Oil prices were set for their worst weekly drubbing since the 2008 financial crisis, despite rising over 3% on Friday, as investors fretted over evaporating demand from the coronavirus pandemic and a production ramp-up by top producers.
Brent crude was up $1.12, or 3.4%, at $34.33 a barrel by 0728 GMT after falling more than 7% on Thursday. For the week, Brent is set to fall around 24%, the biggest weekly decline since December 2008, when it fell nearly 26%.
U.S. West Texas Intermediate (WTI) crude rose $1.17 cents, or 3.7%, to $32.66 per barrel after falling more than $1 earlier in the session.

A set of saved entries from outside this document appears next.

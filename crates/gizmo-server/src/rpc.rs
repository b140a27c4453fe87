//! Unary RPC hosting.
//!
//! Calls arrive as HTTP/2 `POST /<service>/<method>` requests with content
//! type `application/grpc` and one length-prefixed message:
//!
//! ```text
//! +------+----------------+-------------------+
//! | flag | length (u32be) | payload           |
//! +------+----------------+-------------------+
//!   1 B         4 B          `length` bytes
//! ```
//!
//! The outcome travels in the `grpc-status` and `grpc-message` trailers.
//! Every method runs behind the server interceptor, which attaches the
//! request span and the service's business middleware, and at most one
//! service-supplied [`UnaryInterceptor`].

use std::any::type_name;
use std::collections::{BTreeMap, HashMap};
use std::convert::Infallible;
use std::fmt;
use std::future::Future;
use std::sync::Arc;

use bytes::{BufMut, Bytes, BytesMut};
use futures_util::future::BoxFuture;
use futures_util::FutureExt;
use http::header::CONTENT_TYPE;
use http::{HeaderMap, HeaderValue, StatusCode};
use http_body_util::combinators::BoxBody;
use http_body_util::{BodyExt, StreamBody};
use hyper::body::Frame;
use tracing::Instrument;

use gizmo_core::codec::BinaryMessage;
use gizmo_core::{
    chain_business, AnyValue, BusinessFn, BusinessMiddleware, Request, RequestContext,
    ServiceError, StatusCoder,
};

use crate::error::{ServerError, ServerResult};

/// Content type of RPC requests and responses.
pub const GRPC_CONTENT_TYPE: &str = "application/grpc";

const MESSAGE_HEADER_LEN: usize = 5;

/// RPC status codes.
#[derive(Debug, Clone, Copy, PartialEq, Eq, Hash)]
pub enum RpcCode {
    /// Success.
    Ok = 0,
    /// The caller cancelled.
    Cancelled = 1,
    /// Unknown failure.
    Unknown = 2,
    /// The request was malformed.
    InvalidArgument = 3,
    /// The deadline passed.
    DeadlineExceeded = 4,
    /// The entity does not exist.
    NotFound = 5,
    /// The entity already exists.
    AlreadyExists = 6,
    /// The caller is not allowed.
    PermissionDenied = 7,
    /// Quota or rate limit reached.
    ResourceExhausted = 8,
    /// The system is not in a state for the call.
    FailedPrecondition = 9,
    /// Concurrency conflict.
    Aborted = 10,
    /// Out of range.
    OutOfRange = 11,
    /// The method is not implemented.
    Unimplemented = 12,
    /// Internal failure.
    Internal = 13,
    /// The service is unavailable.
    Unavailable = 14,
    /// Unrecoverable data loss.
    DataLoss = 15,
    /// The caller is not authenticated.
    Unauthenticated = 16,
}

impl RpcCode {
    /// Maps an HTTP status to the closest RPC code.
    pub fn from_http(status: StatusCode) -> Self {
        match status.as_u16() {
            200..=299 => Self::Ok,
            400 => Self::InvalidArgument,
            401 => Self::Unauthenticated,
            403 => Self::PermissionDenied,
            404 => Self::NotFound,
            409 => Self::AlreadyExists,
            412 => Self::FailedPrecondition,
            429 => Self::ResourceExhausted,
            499 => Self::Cancelled,
            501 => Self::Unimplemented,
            503 => Self::Unavailable,
            504 => Self::DeadlineExceeded,
            _ => Self::Internal,
        }
    }

    /// Numeric code written to `grpc-status`.
    pub const fn as_u32(self) -> u32 {
        self as u32
    }
}

/// Outcome of one call.
#[derive(Debug, Clone, PartialEq, Eq)]
pub struct RpcStatus {
    /// Status code.
    pub code: RpcCode,
    /// Human-readable message; empty on success.
    pub message: String,
}

impl RpcStatus {
    /// Creates a status.
    pub fn new(code: RpcCode, message: impl Into<String>) -> Self {
        Self {
            code,
            message: message.into(),
        }
    }

    /// Success.
    pub fn ok() -> Self {
        Self::new(RpcCode::Ok, "")
    }

    /// Maps a business or decode error.
    pub fn from_error(error: &ServiceError) -> Self {
        Self::new(RpcCode::from_http(error.status_code()), error.to_string())
    }

    /// The `grpc-status` and `grpc-message` trailers.
    pub fn trailers(&self) -> HeaderMap {
        let mut trailers = HeaderMap::new();
        trailers.insert("grpc-status", HeaderValue::from(self.code.as_u32()));
        if !self.message.is_empty() {
            if let Ok(value) = HeaderValue::from_str(&percent_encode(&self.message)) {
                trailers.insert("grpc-message", value);
            }
        }
        trailers
    }
}

impl fmt::Display for RpcStatus {
    fn fmt(&self, f: &mut fmt::Formatter<'_>) -> fmt::Result {
        write!(f, "{:?}: {}", self.code, self.message)
    }
}

fn percent_encode(message: &str) -> String {
    let mut out = String::with_capacity(message.len());
    for byte in message.bytes() {
        if (0x20..0x7f).contains(&byte) && byte != b'%' {
            out.push(char::from(byte));
        } else {
            out.push_str(&format!("%{byte:02X}"));
        }
    }
    out
}

/// Frames one uncompressed message.
pub fn encode_message(payload: &[u8]) -> Bytes {
    let mut buf = BytesMut::with_capacity(MESSAGE_HEADER_LEN + payload.len());
    buf.put_u8(0);
    #[allow(clippy::cast_possible_truncation)]
    buf.put_u32(payload.len() as u32);
    buf.put_slice(payload);
    buf.freeze()
}

/// Unframes a request body holding exactly one message.
pub fn decode_message(mut body: Bytes) -> Result<Bytes, RpcStatus> {
    if body.len() < MESSAGE_HEADER_LEN {
        return Err(RpcStatus::new(
            RpcCode::InvalidArgument,
            "message shorter than its header",
        ));
    }
    let header = body.split_to(MESSAGE_HEADER_LEN);
    if header[0] != 0 {
        return Err(RpcStatus::new(
            RpcCode::Unimplemented,
            "compressed messages are not supported",
        ));
    }
    let declared = u32::from_be_bytes([header[1], header[2], header[3], header[4]]) as usize;
    if declared != body.len() {
        return Err(RpcStatus::new(
            RpcCode::InvalidArgument,
            format!("message declares {declared} bytes but carries {}", body.len()),
        ));
    }
    Ok(body)
}

type RpcDecodeFn = Arc<dyn Fn(Bytes) -> Result<AnyValue, ServiceError> + Send + Sync>;
type RpcEncodeFn = Arc<dyn Fn(AnyValue) -> Result<Bytes, ServiceError> + Send + Sync>;

fn downcast<T: 'static>(value: AnyValue) -> Result<T, ServiceError> {
    value.downcast::<T>().map(|v| *v).map_err(|_| {
        ServiceError::internal(format!("rpc value is not a {}", type_name::<T>()))
    })
}

/// One unary method: message decoder, business function, message encoder.
#[derive(Clone)]
pub struct RpcMethod {
    decode: RpcDecodeFn,
    business: BusinessFn,
    encode: RpcEncodeFn,
}

impl fmt::Debug for RpcMethod {
    fn fmt(&self, f: &mut fmt::Formatter<'_>) -> fmt::Result {
        f.debug_struct("RpcMethod").finish_non_exhaustive()
    }
}

impl RpcMethod {
    /// Builds a method from a typed business function.
    pub fn unary<I, O, F, Fut>(business: F) -> Self
    where
        I: BinaryMessage,
        O: BinaryMessage,
        F: Fn(RequestContext, I) -> Fut + Send + Sync + 'static,
        Fut: Future<Output = Result<O, ServiceError>> + Send + 'static,
    {
        let business = Arc::new(business);
        Self {
            decode: Arc::new(|bytes: Bytes| I::from_bytes(bytes).map(|i| Box::new(i) as AnyValue)),
            business: Arc::new(move |ctx: RequestContext, input: AnyValue| {
                let business = Arc::clone(&business);
                async move {
                    let input = downcast::<I>(input)?;
                    let output = business(ctx, input).await?;
                    Ok::<AnyValue, ServiceError>(Box::new(output))
                }
                .boxed()
            }),
            encode: Arc::new(|output: AnyValue| downcast::<O>(output).map(|o| o.to_bytes())),
        }
    }
}

/// A service-supplied wrapper around every call of one service.
pub trait UnaryInterceptor: Send + Sync + 'static {
    /// Runs around `next`. `method` is the full `/<service>/<method>` path.
    fn intercept(
        &self,
        ctx: RequestContext,
        method: &str,
        input: AnyValue,
        next: BusinessFn,
    ) -> BoxFuture<'static, Result<AnyValue, ServiceError>>;
}

/// A named set of unary methods.
#[derive(Clone)]
pub struct RpcService {
    name: String,
    methods: BTreeMap<String, RpcMethod>,
    interceptors: Vec<Arc<dyn UnaryInterceptor>>,
}

impl fmt::Debug for RpcService {
    fn fmt(&self, f: &mut fmt::Formatter<'_>) -> fmt::Result {
        f.debug_struct("RpcService")
            .field("name", &self.name)
            .field("methods", &self.methods.keys().collect::<Vec<_>>())
            .field("interceptors", &self.interceptors.len())
            .finish()
    }
}

impl RpcService {
    /// Creates a service, e.g. `widgets.v1.Widgets`.
    pub fn new(name: impl Into<String>) -> Self {
        Self {
            name: name.into(),
            methods: BTreeMap::new(),
            interceptors: Vec::new(),
        }
    }

    /// Adds a method.
    #[must_use]
    pub fn method(mut self, name: impl Into<String>, method: RpcMethod) -> Self {
        self.methods.insert(name.into(), method);
        self
    }

    /// Adds a unary interceptor. Only one is accepted at registration.
    #[must_use]
    pub fn interceptor(mut self, interceptor: impl UnaryInterceptor) -> Self {
        self.interceptors.push(Arc::new(interceptor));
        self
    }

    /// The service name.
    pub fn name(&self) -> &str {
        &self.name
    }

    /// Method names in order.
    pub fn method_names(&self) -> impl Iterator<Item = &str> {
        self.methods.keys().map(String::as_str)
    }

    /// Request path of `method`.
    pub fn path(&self, method: &str) -> String {
        format!("/{}/{}", self.name, method)
    }

    /// Rejects more than one service interceptor.
    pub fn validate(&self) -> ServerResult<()> {
        if self.interceptors.len() > 1 {
            return Err(ServerError::registration(format!(
                "rpc service {} supplies {} unary interceptors, at most one is allowed",
                self.name,
                self.interceptors.len()
            )));
        }
        Ok(())
    }
}

struct RpcRoute {
    decode: RpcDecodeFn,
    call: BusinessFn,
    encode: RpcEncodeFn,
}

/// The registered methods of every service, keyed by path.
#[derive(Default)]
pub(crate) struct RpcHost {
    routes: HashMap<String, Arc<RpcRoute>>,
}

impl RpcHost {
    pub(crate) fn is_empty(&self) -> bool {
        self.routes.is_empty()
    }

    pub(crate) fn register(
        &mut self,
        service: &RpcService,
        business_middleware: &[BusinessMiddleware],
    ) -> ServerResult<()> {
        service.validate()?;
        let interceptor = service.interceptors.first().cloned();

        for (name, method) in &service.methods {
            let path = service.path(name);
            if self.routes.contains_key(&path) {
                return Err(ServerError::registration(format!(
                    "rpc method {path} registered twice"
                )));
            }
            let inner = match &interceptor {
                Some(interceptor) => intercepted(
                    Arc::clone(interceptor),
                    path.clone(),
                    method.business.clone(),
                ),
                None => method.business.clone(),
            };
            let route = RpcRoute {
                decode: Arc::clone(&method.decode),
                call: chain_business(business_middleware, inner),
                encode: Arc::clone(&method.encode),
            };
            self.routes.insert(path, Arc::new(route));
        }
        Ok(())
    }

    /// Runs one call. The returned future does not borrow the host.
    pub(crate) fn call(
        &self,
        ctx: RequestContext,
        request: Request,
    ) -> BoxFuture<'static, RpcReply> {
        let route = self.routes.get(request.uri().path()).cloned();
        let content_type_ok = request
            .headers()
            .get(CONTENT_TYPE)
            .and_then(|v| v.to_str().ok())
            .is_some_and(|v| v.starts_with(GRPC_CONTENT_TYPE));

        async move {
            if !content_type_ok {
                return RpcReply::http_error(StatusCode::UNSUPPORTED_MEDIA_TYPE);
            }
            let Some(route) = route else {
                return RpcReply::status(RpcStatus::new(
                    RpcCode::Unimplemented,
                    format!("unknown method {}", request.uri().path()),
                ));
            };
            let span = ctx.span().clone();
            match route.run(ctx, request.into_body()).instrument(span).await {
                Ok(message) => RpcReply::message(message),
                Err(status) => RpcReply::status(status),
            }
        }
        .boxed()
    }
}

impl RpcRoute {
    async fn run(&self, ctx: RequestContext, body: Bytes) -> Result<Bytes, RpcStatus> {
        let payload = decode_message(body)?;
        let input = (self.decode)(payload).map_err(|e| RpcStatus::from_error(&e))?;
        let output = (self.call)(ctx, input)
            .await
            .map_err(|e| RpcStatus::from_error(&e))?;
        let bytes = (self.encode)(output).map_err(|e| RpcStatus::from_error(&e))?;
        Ok(encode_message(&bytes))
    }
}

fn intercepted(
    interceptor: Arc<dyn UnaryInterceptor>,
    method: String,
    next: BusinessFn,
) -> BusinessFn {
    Arc::new(move |ctx: RequestContext, input: AnyValue| {
        interceptor.intercept(ctx, &method, input, Arc::clone(&next))
    })
}

/// The result of one call before it is written to the wire.
#[derive(Debug, Clone)]
pub struct RpcReply {
    /// HTTP status; 200 unless the request was not an RPC at all.
    pub http_status: StatusCode,
    /// The framed response message, absent on failure.
    pub message: Option<Bytes>,
    /// Final status, sent as trailers.
    pub status: RpcStatus,
}

impl RpcReply {
    /// A successful reply carrying one framed message.
    pub fn message(message: Bytes) -> Self {
        Self {
            http_status: StatusCode::OK,
            message: Some(message),
            status: RpcStatus::ok(),
        }
    }

    /// A reply with no message.
    pub fn status(status: RpcStatus) -> Self {
        Self {
            http_status: StatusCode::OK,
            message: None,
            status,
        }
    }

    /// A reply rejected at the HTTP level.
    pub fn http_error(http_status: StatusCode) -> Self {
        Self {
            http_status,
            message: None,
            status: RpcStatus::new(RpcCode::Internal, "not an rpc request"),
        }
    }

    /// Size of the framed message, zero when absent.
    pub fn message_len(&self) -> usize {
        self.message.as_ref().map_or(0, Bytes::len)
    }

    /// Converts into a streaming response ending with the status trailers.
    pub fn into_response(self) -> http::Response<BoxBody<Bytes, Infallible>> {
        let mut frames: Vec<Result<Frame<Bytes>, Infallible>> = Vec::with_capacity(2);
        if let Some(message) = self.message {
            frames.push(Ok(Frame::data(message)));
        }
        frames.push(Ok(Frame::trailers(self.status.trailers())));

        let body = StreamBody::new(futures_util::stream::iter(frames)).boxed();
        let mut response = http::Response::new(body);
        *response.status_mut() = self.http_status;
        response
            .headers_mut()
            .insert(CONTENT_TYPE, HeaderValue::from_static(GRPC_CONTENT_TYPE));
        response
    }
}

WTI is set to drop nearly 21% this week, also the most since the height of the financial crisis.
“It’s been a very rough week and so it’s not impossible people are locking in ahead of the weekend,” said Michael McCarthy, chief market strategist at CMC Markets in Sydney.
“I would also point out that in the context of the recent moves it’s not really a major move,” he added, noting that “volumes are terrible” and down significantly on average.
Just as travel bans, cancelled events and other economic disruptions eat into crude demand, major oil producers are planning to add more crude to an oversupplied market.
A flood of low-priced oil from Saudi Arabia, the world’s largest exporter, and the United Arab Emirates is intensifying the pressure on prices after the collapse of a price supporting agreement with Russia last week.
Russia, the world’s second-largest producer, does not appear willing to return to its agreement with the Organization of the Petroleum Exporting Countries (OPEC).
Domestic oil producers met with Russian Energy Minister Alexander Novak on Thursday but did not discuss returning to the deal, with the head of Gazprom Neft saying they plan to raise output in April.